Understanding the transmission of COVID-19 requires interdisciplinary teams

Covid-19: Health staff in plea for better protection is a depressing headline to be reading at any time, let alone a year and half into a pandemic. NHS healthcare workers have less protection to infection than those in many other countries, for example, the USA. Totally understandably many in the NHS are not happy about this. The Royal College of Nursing is just one of the unhappy organisations. The official infection-prevention guidelines were updated on 1st June but are still pretty hopeless, with pages on ensuring masks are stored in a “clean, dry area” (page 19) – which is a nice I guess but hardly an essential point – but almost nothing on the fact that proper FFP3 PPE masks offer you much more protection than a surgical mask.

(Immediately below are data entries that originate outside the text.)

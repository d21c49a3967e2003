//! # Chapter and Paragraph Segmentation
//!
//! The two structural passes over a legal document: the whole text is split
//! into chapters, then every chapter is split into its numbered paragraphs.

use crate::patterns::HeadingPattern;
use crate::splitter::RegexSplitter;
use crate::types::{Segment, TextBlock};
use tracing::{debug, info, warn};

/// Splits a whole-document block into chapter segments, in document order.
///
/// Chapters carry an empty `parent_title`. Chapter numbering is not validated
/// here; see `report::SegmentationReport`.
pub fn segment_by_chapter(document: &TextBlock, pattern: &HeadingPattern) -> Vec<Segment> {
    let parent_title = document.title.as_deref().unwrap_or_default();
    let chapters = RegexSplitter::new(pattern).split(&document.content, parent_title);

    if chapters.is_empty() {
        warn!("No chapter headings matched `{}`.", pattern.as_str());
    } else {
        info!("Split document into {} chapters.", chapters.len());
    }
    chapters
}

/// Splits every chapter into paragraph segments and flattens the result.
///
/// Each paragraph's `parent_title` is the title of the chapter it came from.
/// Chapter order and in-chapter paragraph order are preserved.
pub fn segment_by_paragraph(chapters: &[Segment], pattern: &HeadingPattern) -> Vec<Segment> {
    let splitter = RegexSplitter::new(pattern);

    let paragraphs: Vec<Segment> = chapters
        .iter()
        .flat_map(|chapter| {
            let paragraphs = splitter.split(&chapter.content, &chapter.title);
            debug!("{}: {} paragraphs", chapter.title, paragraphs.len());
            paragraphs
        })
        .collect();

    if paragraphs.is_empty() && !chapters.is_empty() {
        warn!("No paragraph headings matched `{}`.", pattern.as_str());
    } else {
        info!(
            "Split {} chapters into {} paragraphs.",
            chapters.len(),
            paragraphs.len()
        );
    }
    paragraphs
}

I don’t know all the (probably multiple) reasons behind this poor, non-evidence based, set of guidelines for fighting the transmission of COVID-19 but one reason may be a basic lack of the understanding by the people writing these guidelines. The NHS relies on part on the government’s New & Emerging Respiratory Threats Advisory Group (NERVTAG), and their biographies make interesting/depressing reading. NERVTAG is mostly medics, plus a few epidemiologists and social scientists.

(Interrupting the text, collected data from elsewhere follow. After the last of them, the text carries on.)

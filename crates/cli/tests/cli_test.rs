//! # CLI Command Tests
//!
//! Runs the `rentlaw` binary against generated PDFs.

use assert_cmd::prelude::*;
use predicates::prelude::*;
use rentlaw_test_utils::fixtures::PDF_LAW_PAGES;
use rentlaw_test_utils::helpers::generate_test_pdf_pages;
use std::fs;
use std::path::{Path, PathBuf};
use std::process::Command;
use tempfile::tempdir;

/// Helper to write a generated PDF fixture into a given directory.
fn create_fixture_pdf(dir: &Path, pages: &[&str]) -> PathBuf {
    let file_path = dir.join("sample.pdf");
    let pdf_data = generate_test_pdf_pages(pages).expect("Failed to generate fixture PDF");
    fs::write(&file_path, pdf_data).expect("Failed to write fixture PDF");
    file_path
}

/// A `rentlaw` command isolated from the caller's configuration.
fn rentlaw(dir: &Path) -> Command {
    let mut cmd = Command::cargo_bin("rentlaw").unwrap();
    cmd.current_dir(dir)
        .env_remove("RENTLAW_LAW_PDF")
        .env_remove("RENTLAW_CHAPTER_PATTERN")
        .env_remove("RENTLAW_PARAGRAPH_PATTERN");
    cmd
}

#[test]
fn test_text_command_by_page() {
    // Arrange
    let temp_dir = tempdir().unwrap();
    let fixture_path = create_fixture_pdf(temp_dir.path(), &["First page", "Second page"]);

    // Act & Assert
    rentlaw(temp_dir.path())
        .arg("text")
        .arg(&fixture_path)
        .arg("--by-page")
        .assert()
        .success()
        .stdout(predicate::str::contains("--- page 1 ---\nFirst page\n"))
        .stdout(predicate::str::contains("--- page 2 ---\nSecond page\n"));
}

#[test]
fn test_segment_command_emits_paragraph_units() {
    // Arrange
    let temp_dir = tempdir().unwrap();
    let fixture_path = create_fixture_pdf(temp_dir.path(), &PDF_LAW_PAGES);

    // Act
    let output = rentlaw(temp_dir.path())
        .arg("segment")
        .arg(&fixture_path)
        .arg("--format")
        .arg("jsonl")
        .output()
        .unwrap();

    // Assert
    assert!(output.status.success());
    let units: Vec<serde_json::Value> = String::from_utf8(output.stdout)
        .unwrap()
        .lines()
        .map(|line| serde_json::from_str(line).unwrap())
        .collect();
    let summary: Vec<_> = units
        .iter()
        .map(|u| {
            (
                u["title"].as_str().unwrap().to_string(),
                u["parent_title"].as_str().unwrap().to_string(),
                u["page"].as_u64(),
            )
        })
        .collect();
    assert_eq!(
        summary,
        vec![
            ("§ 1.".to_string(), "Kapitel 1".to_string(), Some(0)),
            ("§ 2.".to_string(), "Kapitel 1".to_string(), Some(0)),
            ("§ 3.".to_string(), "Kapitel 2".to_string(), Some(1)),
        ]
    );
    assert_eq!(units[2]["content"], "§ 3. Udlejeren kan kræve depositum.");
}

#[test]
fn test_segment_command_no_file() {
    let temp_dir = tempdir().unwrap();

    rentlaw(temp_dir.path())
        .arg("segment")
        .arg("a/non/existent/law.pdf")
        .assert()
        .failure()
        .stderr(predicate::str::contains("segment failed"));
}

#[test]
fn test_segment_command_without_input_or_config() {
    let temp_dir = tempdir().unwrap();

    rentlaw(temp_dir.path())
        .arg("segment")
        .assert()
        .failure()
        .stderr(predicate::str::contains("`law_pdf` is not configured"));
}

#[test]
fn test_segment_command_uses_configured_law_pdf() {
    // Arrange
    let temp_dir = tempdir().unwrap();
    let fixture_path = create_fixture_pdf(temp_dir.path(), &["No headings here."]);
    let output_path = temp_dir.path().join("units.json");
    fs::write(
        temp_dir.path().join("rentlaw.yml"),
        format!("law_pdf: \"{}\"\n", fixture_path.display()),
    )
    .unwrap();

    // Act
    rentlaw(temp_dir.path())
        .arg("segment")
        .arg("--output")
        .arg(&output_path)
        .assert()
        .success();

    // Assert
    let units: serde_json::Value =
        serde_json::from_str(&fs::read_to_string(&output_path).unwrap()).unwrap();
    assert!(units.is_array());
}

#[test]
fn test_invalid_pattern_from_environment() {
    let temp_dir = tempdir().unwrap();
    let fixture_path = create_fixture_pdf(temp_dir.path(), &["No headings here."]);

    rentlaw(temp_dir.path())
        .env("RENTLAW_PARAGRAPH_PATTERN", "(unclosed")
        .arg("segment")
        .arg(&fixture_path)
        .assert()
        .failure()
        .stderr(predicate::str::contains("Invalid heading pattern"));
}

#[test]
fn test_inspect_command_reports_and_strict_mode() {
    // Arrange
    let temp_dir = tempdir().unwrap();
    let fixture_path = create_fixture_pdf(temp_dir.path(), &["A contract, not a law."]);

    // Act & Assert
    // A. The report is printed and marks the document as not well formed.
    rentlaw(temp_dir.path())
        .arg("inspect")
        .arg(&fixture_path)
        .assert()
        .success()
        .stdout(predicate::str::contains("\"well_formed\": false"));

    // B. Strict mode turns that into a failure.
    rentlaw(temp_dir.path())
        .arg("inspect")
        .arg("--strict")
        .arg(&fixture_path)
        .assert()
        .failure()
        .stderr(predicate::str::contains("Not well formed"));
}

#[test]
fn test_inspect_command_accepts_well_formed_law() {
    let temp_dir = tempdir().unwrap();
    let fixture_path = create_fixture_pdf(temp_dir.path(), &PDF_LAW_PAGES);

    rentlaw(temp_dir.path())
        .arg("inspect")
        .arg("--strict")
        .arg(&fixture_path)
        .assert()
        .success()
        .stdout(predicate::str::contains("\"well_formed\": true"));
}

As far as I can see none of them has the right education/skills to understand how masks work. Masks are air filters that we wear on our face, and air filtration is basically fluid mechanics and aerosol science. Nobody on the panel has any idea of either of those, as far as I can see. Searches for “mask” and “aerosol” yielded zero hits, while one for “clinical” gave 18 hits.

I hope the NHS staff’s plea for better protection from COVID-19 succeeds, but I worry that with the government’s “expert committee” lacking any relevant expertise, I don’t know how they are going to argue their case.